From owner-freebsd-bugs  Tue Dec 19 01:06:55 1995
Return-Path: owner-bugs
Received: (from root@localhost)
          by freefall.freebsd.org (8.7.3/8.7.3) id BAA02002
          for bugs-outgoing; Tue, 19 Dec 1995 01:06:55 -0800 (PST)
Received: from hcshh.hcs.de (hcshh.hcs.de [194.49.17.1])
          by freefall.freebsd.org (8.7.3/8.7.3) with SMTP id BAA01988
          for <freebsd-bugs@freebsd.org>; Tue, 19 Dec 1995 01:06:14 -0800 (PST)
Received: from hcswork.hcs.de by hcshh.hcs.de with smtp
	(Smail3.1.28.1 #9) id m0tRxyw-000TIrC; Tue, 19 Dec 95 10:05 MET
Received: by hcswork.hcs.de (Smail3.1.28.1 #9)
	id m0tRxyw-000UTcC; Tue, 19 Dec 95 10:05 MET
Message-Id: <m0tRxyw-000UTcC@hcswork.hcs.de>
From: hm@hcs.de (Hellmuth Michaelis)
Subject: Re: Problem with FreeBSD 2.1.0-RELEASE
To: davidg@Root.COM
Date: Tue, 19 Dec 1995 10:05:10 +0100 (MET)
Cc: dufault@hda.com, gibbs@freefall.freebsd.org, m.sapsed@bangor.ac.uk,
        hm@hcs.de, freebsd-bugs@freebsd.org
In-Reply-To: <199512190342.TAA02913@corbin.Root.COM> from "David Greenman" at Dec 18, 95 07:42:33 pm
Reply-To: hm@hcs.de
Organization: HCS Hanseatischer Computerservice GmbH
X-Mailer: ELM [version 2.4 PL24]
Content-Type: text
Sender: owner-bugs@freebsd.org
Precedence: bulk

>From the keyboard of David Greenman:

> >This is certainly the same problem that Hellmuth and others
> >have been having with CD-ROM changers.  Hellmuth sent me the changer so I
> >want to find some time to track it down soon.  I saved some mail from
> >him that says it takes place here:
> >
> >> Fatal trap 12: page fault while in kernel mode
> >> Fault virtual address              = 0x60
> >> Fault code                         = supervisor read, page not present
> ...
> >> Stopped at _incore+0x48: cmpl %esi, 0x48(%ebx)
> >
> >I believe this is here in kern/vfs_bio.c:
> >
> >>	int s = splbio();
> >>
> >>	bh = BUFHASH(vp, blkno);
> >>	bp = bh->lh_first;
> >>
> >>	/* Search hash chain */
> >>	while (bp) {
> >
> >where we go indirect on that bp.
> 
>    This is a "can't happen" panic. It can only happen if the CPU executes the
> instructions incorrectly. The assembly code is:

What do you mean with "incorrectly" ?

[assembly deleted]

>    The only other possibility is that incore() isn't actually being called at
> all and the CPU ended up here because of some weird stack corruption or
> bogus function pointer or something. ...This seems unlikely.
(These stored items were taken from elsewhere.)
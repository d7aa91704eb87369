// src/draft.rs
use crate::units::Unit;

/// One set as entered: primary value and repetition count (1 for single-value units).
#[derive(Debug, Clone, Copy, PartialEq)]
pub struct SetEntry {
    pub value: f64,
    pub reps: i64,
}

#[derive(Debug, Clone, PartialEq)]
pub struct ExerciseEntry {
    pub name: String, // normalized
    pub unit: Unit,
    pub sets: Vec<SetEntry>,
    pub is_new: bool, // display only
}

/// The in-memory workout being captured. Nothing reaches the store until it is committed.
#[derive(Debug, Clone, Default, PartialEq)]
pub struct WorkoutDraft {
    entries: Vec<ExerciseEntry>,
    pub notes: Option<String>,
}

impl WorkoutDraft {
    pub fn new() -> Self {
        Self::default()
    }

    /// Appends a finished exercise. Entries without sets are dropped.
    pub fn push(&mut self, entry: ExerciseEntry) -> bool {
        if entry.sets.is_empty() {
            return false;
        }
        self.entries.push(entry);
        true
    }

    pub fn entries(&self) -> &[ExerciseEntry] {
        &self.entries
    }

    pub fn is_empty(&self) -> bool {
        self.entries.is_empty()
    }

    pub fn len(&self) -> usize {
        self.entries.len()
    }

    pub fn total_sets(&self) -> usize {
        self.entries.iter().map(|e| e.sets.len()).sum()
    }
}
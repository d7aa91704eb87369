// src/confirm.rs
use crate::draft::WorkoutDraft;
use crate::prompt::{Line, LineSource};
use crate::resolve::title_case;
use anyhow::Result;
use std::io::Write;

pub const CONFIRM_PROMPT: &str = "Save this workout? (y/N): ";

/// Writes the draft for review: one heading per exercise, sets numbered from 1.
pub fn render_draft<W: Write>(out: &mut W, draft: &WorkoutDraft) -> Result<()> {
    writeln!(out)?;
    writeln!(out, "{}", "=".repeat(40))?;
    writeln!(out, "         WORKOUT SUMMARY")?;
    writeln!(out, "{}", "=".repeat(40))?;
    for entry in draft.entries() {
        let marker = if entry.is_new { " [new]" } else { "" };
        writeln!(out, "{} ({}){marker}", title_case(&entry.name), entry.unit)?;
        for (i, set) in entry.sets.iter().enumerate() {
            writeln!(out, "  Set {}: {}", i + 1, entry.unit.format_set(set.value, set.reps))?;
        }
    }
    if let Some(notes) = &draft.notes {
        writeln!(out, "Notes: {notes}")?;
    }
    writeln!(
        out,
        "{} exercise(s), {} set(s)",
        draft.len(),
        draft.total_sets()
    )?;
    writeln!(out)?;
    Ok(())
}

/// `true` for `y`/`yes` in any case; everything else, interrupts included, is a no.
pub fn is_affirmative(answer: &str) -> bool {
    matches!(answer.trim().to_lowercase().as_str(), "y" | "yes")
}

pub fn ask_yes_no<S: LineSource>(input: &mut S, prompt: &str) -> Result<bool> {
    Ok(match input.read_line(prompt, &[])? {
        Line::Text(answer) => is_affirmative(&answer),
        Line::Interrupted | Line::Eof => false,
    })
}

/// Shows the draft and asks whether to keep it. No side effects on the store.
pub fn confirm_draft<S, W>(input: &mut S, out: &mut W, draft: &WorkoutDraft) -> Result<bool>
where
    S: LineSource,
    W: Write,
{
    render_draft(out, draft)?;
    ask_yes_no(input, CONFIRM_PROMPT)
}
Yes, it is very unlikey in my opinion. I have put masses of printf's at the
above mentioned place in vfs_bio.c to detect anything which might go wrong
but surprisingly nothing goes wrong (which i am able to detect ...) but the
panic happenes at the very same instruction every time (i tried hard and long
to debug this, i could reproduce the panic with the same values at the same
instruction 50..70 times - eventually i gave up because all looks sane to me).

Also, the above described situation is completely reproducable here (and 
someone from the US with the same device has had exactly the same problems,
also i'm 99.5% shure that all my hardware and setup is ok):

	- mount and unmount some (i found one has to mount at least 3 - 4 CD's
		and unmount 0 - all CD's)
	- write (!) to a mounted filesystem (i did it with iozone because
		then i knew where i had a corrupt FS after the panic)

As long as i did NOT do a write (!), the panic did not happen !

All this is happening under a plain 2.0.5 compiled with SCSI_NEWCONF enabled.

hellmuth
-- 
Hellmuth Michaelis    HCS Hanseatischer Computerservice GmbH    Hamburg, Europe
                       "There are lies, damn lies, and open systems." (unknown)